I am driving blindly down streets I should remember. Streets I see clearer then the veins that scream transparency on the back of my hand. I could be anywhere, but here I stay. Stuck trying to escape this notion of reality and make believe.
Where am I going?
Anywhere, but here.
I race toward the sun in hopes to catch it. Every moment, every second. Every lasting ray of light before the darkness hits, and I am left with nothing. I see everything clearly yet watch everything disappear. This urging in my heart to race toward this everlasting light and pray for the rays to last me forever. Just a few more minutes. Something to take way the feeling of hopelessness and fill me with light. Just a little bit longer. I don’t know where I am going. I don’t know what I’m doing. Its this never ending struggle to pretend it’s okay. That being stuck in one place is fine with me. That being patient is always such a virtue. This road seems never ending. No matter how many times I try to change course, I can’t stop pretending this is where I need to be. Take the long way home, take the shortest route, go these places that are the roads most travelled. Stay safe, drive slow, and the rest will follow.
I grow tired of staying in one place. My mind is going a mile a minute and I’ve grown tired of these familiar streets and haunting surroundings. There is nothing for me here. There is nothing I need from these 4 walls that haunt me while I sleep. Its a race against time. Its a race against nothing. It’s catching feelings in moments that never truly exist. But still I steer myself toward the horizon in the right direction. This light will save me. This light will guide me home. I take blindly all the time and accounts of the nothing that exists. Take everything and push your way through. I am driving myself crazy. I am driving myself mad but the light will carry me home. Just a little while longer before the light goes. Just a little while longer before we disappear.

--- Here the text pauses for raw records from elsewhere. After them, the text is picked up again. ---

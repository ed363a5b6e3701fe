//! Capability traits for the external collaborators the engine talks to.
//!
//! The engine only ever holds these as `Arc<dyn ...>`, so the in-memory
//! catalog, the Ollama adapter, and test fakes are interchangeable.

use async_trait::async_trait;
use serde::Serialize;
use std::collections::BTreeMap;

use crate::error::Result;
use crate::models::{Filter, ProductRecord};

pub mod ollama;

pub use ollama::OllamaClient;

/// Text to fixed-length vector
#[cfg_attr(test, mockall::automock)]
#[async_trait]
pub trait EmbeddingPort: Send + Sync {
  async fn embed(&self, text: &str) -> Result<Vec<f32>>;
}

/// Sampling bounds for one completion call
#[derive(Debug, Clone, Copy, PartialEq)]
pub struct CompletionOptions {
  pub temperature: f32,
  pub max_tokens: u32,
}

/// Prompt to text
#[cfg_attr(test, mockall::automock)]
#[async_trait]
pub trait CompletionPort: Send + Sync {
  async fn complete(&self, prompt: &str, options: CompletionOptions) -> Result<String>;
}

/// Nearest-neighbour request against the catalog
#[derive(Debug, Clone, Default, PartialEq)]
pub struct NeighborQuery {
  pub vector: Vec<f32>,
  pub filter: Filter,
  /// Model excluded from the ranking (the reference row in similarity search)
  pub exclude_model: Option<String>,
  /// Rows in this category sort ahead of every other row
  pub prefer_category: Option<String>,
  pub limit: usize,
}

/// Aggregate counts over the catalog
#[derive(Debug, Clone, Default, PartialEq, Eq, Serialize)]
pub struct CatalogStats {
  pub total_products: usize,
  pub with_embeddings: usize,
  pub by_category: BTreeMap<String, usize>,
}

/// Read-only access to catalog rows
#[async_trait]
pub trait CatalogStore: Send + Sync {
  /// Case-insensitive exact match on `model_name`
  async fn find_exact(&self, model_name: &str) -> Result<Option<ProductRecord>>;

  /// Case-insensitive substring match; lexicographically first model wins
  async fn find_containing(&self, fragment: &str) -> Result<Option<ProductRecord>>;

  /// Rows passing `filter`, ordered by `model_name`, at most `limit`
  async fn scan(&self, filter: &Filter, limit: usize) -> Result<Vec<ProductRecord>>;

  /// Rows with an embedding that pass the filter, ranked by ascending cosine
  /// distance, returned with that distance
  async fn nearest(&self, query: &NeighborQuery) -> Result<Vec<(ProductRecord, f32)>>;

  /// All model names in lexicographic order
  async fn model_names(&self) -> Result<Vec<String>>;

  async fn stats(&self) -> Result<CatalogStats>;
}
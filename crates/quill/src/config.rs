//! Configuration management for Quill
//!
//! Every field has a default, so a partial config file (or none at all) is
//! valid. CLI flags override the Ollama URL and catalog path after loading.

use serde::{Deserialize, Serialize};
use std::path::{Path, PathBuf};
use std::time::Duration;

use crate::error::{QuillError, Result};

/// Main configuration structure
#[derive(Debug, Clone, PartialEq, Serialize, Deserialize)]
pub struct Config {
  /// Base URL of the Ollama-compatible inference server
  #[serde(default = "default_ollama_base_url")]
  pub ollama_base_url: String,
  #[serde(default = "default_embedding_model")]
  pub embedding_model: String,
  #[serde(default = "default_completion_model")]
  pub completion_model: String,
  /// Expected embedding length; mismatches are logged, not rejected
  #[serde(default = "default_embedding_dimension")]
  pub embedding_dimension: usize,

  #[serde(default = "default_embedding_timeout_ms")]
  pub embedding_timeout_ms: u64,
  #[serde(default = "default_completion_timeout_ms")]
  pub completion_timeout_ms: u64,
  #[serde(default = "default_store_timeout_ms")]
  pub store_timeout_ms: u64,

  /// Default result count for semantic search
  #[serde(default = "default_search_limit")]
  pub search_limit: usize,
  #[serde(default = "default_similar_limit")]
  pub similar_limit: usize,
  /// Products handed to the completion model as context
  #[serde(default = "default_context_products")]
  pub context_products: usize,
  /// Concurrent embedding calls during batch embedding
  #[serde(default = "default_embed_concurrency")]
  pub embed_concurrency: usize,
  /// Entries kept in the query embedding cache
  #[serde(default = "default_cache_capacity")]
  pub cache_capacity: u64,

  /// Ask the completion model when no classification rule matches
  #[serde(default = "default_use_llm_classifier")]
  pub use_llm_classifier: bool,
  /// Use the completion model to write semantic search answers
  #[serde(default = "default_use_llm_answers")]
  pub use_llm_answers: bool,

  /// JSON export of catalog rows
  #[serde(default = "default_catalog_path")]
  pub catalog_path: PathBuf,

  #[serde(default = "default_purchase_response")]
  pub purchase_response: String,
  #[serde(default = "default_domain_response")]
  pub domain_response: String,
}

fn default_ollama_base_url() -> String {
  "http://localhost:11434".to_string()
}
fn default_embedding_model() -> String {
  "bge-m3".to_string()
}
fn default_completion_model() -> String {
  "llama3.2:3b".to_string()
}
fn default_embedding_dimension() -> usize {
  1024
}
fn default_embedding_timeout_ms() -> u64 {
  10_000
}
fn default_completion_timeout_ms() -> u64 {
  60_000
}
fn default_store_timeout_ms() -> u64 {
  3_000
}
fn default_search_limit() -> usize {
  10
}
fn default_similar_limit() -> usize {
  5
}
fn default_context_products() -> usize {
  5
}
fn default_embed_concurrency() -> usize {
  5
}
fn default_cache_capacity() -> u64 {
  10_000
}
fn default_use_llm_classifier() -> bool {
  true
}
fn default_use_llm_answers() -> bool {
  true
}
fn default_catalog_path() -> PathBuf {
  PathBuf::from("data/catalog.json")
}
fn default_purchase_response() -> String {
  "I am a technical assistant. For pricing and availability, please contact your sales \
   representative."
    .to_string()
}
fn default_domain_response() -> String {
  "I can only provide information on products in this catalog.".to_string()
}

impl Default for Config {
  fn default() -> Self {
    Self {
      ollama_base_url: default_ollama_base_url(),
      embedding_model: default_embedding_model(),
      completion_model: default_completion_model(),
      embedding_dimension: default_embedding_dimension(),
      embedding_timeout_ms: default_embedding_timeout_ms(),
      completion_timeout_ms: default_completion_timeout_ms(),
      store_timeout_ms: default_store_timeout_ms(),
      search_limit: default_search_limit(),
      similar_limit: default_similar_limit(),
      context_products: default_context_products(),
      embed_concurrency: default_embed_concurrency(),
      cache_capacity: default_cache_capacity(),
      use_llm_classifier: default_use_llm_classifier(),
      use_llm_answers: default_use_llm_answers(),
      catalog_path: default_catalog_path(),
      purchase_response: default_purchase_response(),
      domain_response: default_domain_response(),
    }
  }
}

impl Config {
  /// Load configuration from a file
  pub fn load_from_file<P: AsRef<Path>>(path: P) -> Result<Self> {
    let content = std::fs::read_to_string(path)?;
    let config: Config = serde_json::from_str(&content)?;
    config.validate()?;
    Ok(config)
  }

  /// Load from the first config file found, or defaults
  pub fn load() -> Result<Self> {
    for path in Self::search_paths() {
      if path.exists() {
        bentley::debug!("loading config from {}", path.display());
        return Self::load_from_file(path);
      }
    }

    Ok(Config::default())
  }

  /// Save configuration to a file
  pub fn save_to_file<P: AsRef<Path>>(&self, path: P) -> Result<()> {
    let content = serde_json::to_string_pretty(self)?;
    std::fs::write(path, content)?;
    Ok(())
  }

  /// `.quill.json`, `quill.json`, then `~/.quill/config.json`
  pub fn search_paths() -> Vec<PathBuf> {
    let mut paths = vec![PathBuf::from(".quill.json"), PathBuf::from("quill.json")];
    if let Some(home) = dirs::home_dir() {
      paths.push(home.join(".quill").join("config.json"));
    }
    paths
  }

  pub fn validate(&self) -> Result<()> {
    if !self.ollama_base_url.starts_with("http://") && !self.ollama_base_url.starts_with("https://")
    {
      return Err(QuillError::config("ollama_base_url must start with http:// or https://"));
    }
    if self.embed_concurrency == 0 {
      return Err(QuillError::config("embed_concurrency must be at least 1"));
    }
    if self.search_limit == 0 || self.similar_limit == 0 {
      return Err(QuillError::config("search and similar limits must be at least 1"));
    }
    Ok(())
  }

  pub fn embedding_timeout(&self) -> Duration {
    Duration::from_millis(self.embedding_timeout_ms)
  }

  pub fn completion_timeout(&self) -> Duration {
    Duration::from_millis(self.completion_timeout_ms)
  }

  pub fn store_timeout(&self) -> Duration {
    Duration::from_millis(self.store_timeout_ms)
  }

  /// Base URL without a trailing slash
  pub fn base_url(&self) -> &str {
    self.ollama_base_url.trim_end_matches('/')
  }
}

Its the misty lights that seem so pretty through theses skies. I know what I need to do, I just need to stop the fear from hurting. Race toward the light and watch the uncertainty disappear with each mile I retrace. This will all disappear, all go away. In one instant I’ll be home and pay no mind to my doubts and worries. Not much further I see my exit guiding me home. I don’t know where I am going but I know where this leads. Even if home is just a distant memory to me.